An image of the poster follows this text. The image is rather large and perhaps will be slow to open. Those who wish to read it can open it large in the browser or download it. In the conference, the poster is accompanied by my voice-over. I am inserting the script of that here.
This poster acknowledges an Achilles’ heel of health literacy. The crazy assumption that folks will understand and use the information they read.
That’s not true of many people. The average adult in our midst reads like a child in middle school. Half of all adults can’t even do that. Others read better, so long as the text isn’t health information.
That’s because health information is not written in a vernacular. It’s by and large a professional rhetoric, a technicalese that requires higher education to understand and use.
Yet health literacy is not a professional or cultivated competence. It’s just regular folks being able to understand their healthcare, in order to inform their medical choices and decisions.
We can agree that health literacy is an important skill, too important to let language get in the way. So this poster outlines a fix for the Achilles’ heel. The fix removes textual obstacles to understanding complex information, and replaces them with pleasurable sensations.

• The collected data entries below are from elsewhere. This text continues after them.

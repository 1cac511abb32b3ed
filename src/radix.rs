// intfp/src/radix.rs

//! Rescaling base-2 log values into other logarithmic bases, e.g. decibels.
//!
//! Rescaling is a fixed-point multiplication of the magnitude by a tabulated
//! constant. The `to` and `from` constants of a radix are not exact inverses
//! of each other, so a round trip can drift by a few units in the last place.

use crate::bits::{self, Signed};
use crate::fixed::Fixed;
use crate::pseudo_log::Log;
use crate::Error;

/// Logarithmic bases a base-2 log value can be rescaled into.
#[derive(Clone, Copy, Debug, PartialEq, Eq, Hash)]
pub enum Radix {
    /// Power decibels: one unit is a factor of `10^(1/10)`.
    DbPower,
    /// One unit is a factor of 1.25.
    OnePointTwoFive,
}

pub const NUM_RADIXES: usize = 2;

/// Fixed-point multipliers for one radix.
#[derive(Clone, Copy, Debug, PartialEq, Eq)]
pub struct RadixConstants {
    /// log2 -> radix multiplier.
    pub to: u32,
    /// radix -> log2 multiplier.
    pub from: u32,
    /// Fractional bits of `to`.
    pub to_shr: u8,
    /// Fractional bits of `from`.
    pub from_shr: u8,
}

pub static RADIX_TABLE: [RadixConstants; NUM_RADIXES] = [
    // DbPower: 10 * log10(2) and its reciprocal
    RadixConstants {
        to: 0xC0A8_C129,
        to_shr: 30,
        from: 0x550A_9686,
        from_shr: 32,
    },
    // OnePointTwoFive: 1 / log2(1.25) and its reciprocal
    RadixConstants {
        to: 0xC6CD_5A3B,
        to_shr: 30,
        from: 0x5269_E11A,
        from_shr: 32,
    },
];

impl Radix {
    pub const ALL: [Radix; NUM_RADIXES] = [Radix::DbPower, Radix::OnePointTwoFive];

    #[inline]
    pub fn constants(self) -> &'static RadixConstants {
        &RADIX_TABLE[self as usize]
    }
}

/// Signed widths small enough for the 32-bit rescale constants.
pub trait Rescale: Signed {}

impl Rescale for i8 {}
impl Rescale for i16 {}
impl Rescale for i32 {}

/// Rescales a base-2 log value into `radix`.
#[inline]
pub fn to_radix<S>(v: S, radix: Radix) -> S
where
    S: Rescale,
{
    let constants = radix.constants();
    scale(v, constants.to, constants.to_shr)
}

/// Rescales a log value expressed in `radix` back into base 2.
#[inline]
pub fn from_radix<S>(v: S, radix: Radix) -> S
where
    S: Rescale,
{
    let constants = radix.constants();
    scale(v, constants.from, constants.from_shr)
}

fn scale<S>(v: S, multiplier: u32, shift: u8) -> S
where
    S: Rescale,
{
    // Zero and the zero sentinel pass through untouched.
    if v == S::default() || v == bits::signed_min() {
        return v;
    }

    // Scale the magnitude and put the sign back. The magnitude is below 2^31,
    // so the product fits in 64 bits.
    let magnitude = v.to_i64().unsigned_abs();
    let scaled = S::from_i64(((magnitude * multiplier as u64) >> shift) as i64).to_i64();
    S::from_i64(if v.to_i64() < 0 { -scaled } else { scaled })
}

impl<S> Log<S>
where
    S: Rescale,
{
    /// The value in `radix`, as fixed point with this value's mantissa bits
    /// as fractional bits.
    pub fn to_radix(self, radix: Radix) -> Fixed<S> {
        // Log mantissa bits always leave room for the sign, so the tag fits.
        Fixed::from_parts(to_radix(self.bits(), radix), self.mantissa_bits())
    }

    /// The base-2 log value of an amount expressed in `radix`, e.g. a gain in
    /// decibels. The fractional bits of `v` become the mantissa bits.
    pub fn from_radix(v: Fixed<S>, radix: Radix) -> Result<Self, Error> {
        Self::from_bits(from_radix(v.raw(), radix), v.frac_bits())
    }

    /// Scales the magnitude by a gain expressed in `radix`, e.g. `-3` dB.
    /// The gain must carry this value's mantissa bits as fractional bits.
    pub fn apply_gain(self, gain: Fixed<S>, radix: Radix) -> Result<Self, Error> {
        self.checked_mul(Self::from_radix(gain, radix)?)
    }
}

Sensations are the fodder of art and entertainment; in this case, AAA video games. Visual and behavioral sensations are catalyzed by game mechanics and aesthetics. This is the stuff of visceral experience rather than quiet study.
That’s why playing video games is constructive. A game is a multifaceted kit that lets players themselves build the knowledge and skills they need to win. And in our games, the way to win is to defeat the illness lurking within.
So, assume we disconnect health literacy from language literacy. Can we now build effective health promotion? Nay, more is wanted. We add scientific literacy, another competence that most folks lack. We provide opportunities for regular folks to understand and use biomedical and social sciences in the game. We believe they can and they will.
The project enhances these literacies with health acumen, an ability to deal with perplexing unknowns that make us afraid or angry or depressed or unable to resist. And with medical self-efficacy, the ability to get anxious clinical situations under personal control.
The poster sums it up as constructive health competence. And because CHC emerges in the magic circle of play, regular folks can get into it. They can escape from suffering into a fantasy that brings them back to their true selves. Selves that are not dominated by chronic illness.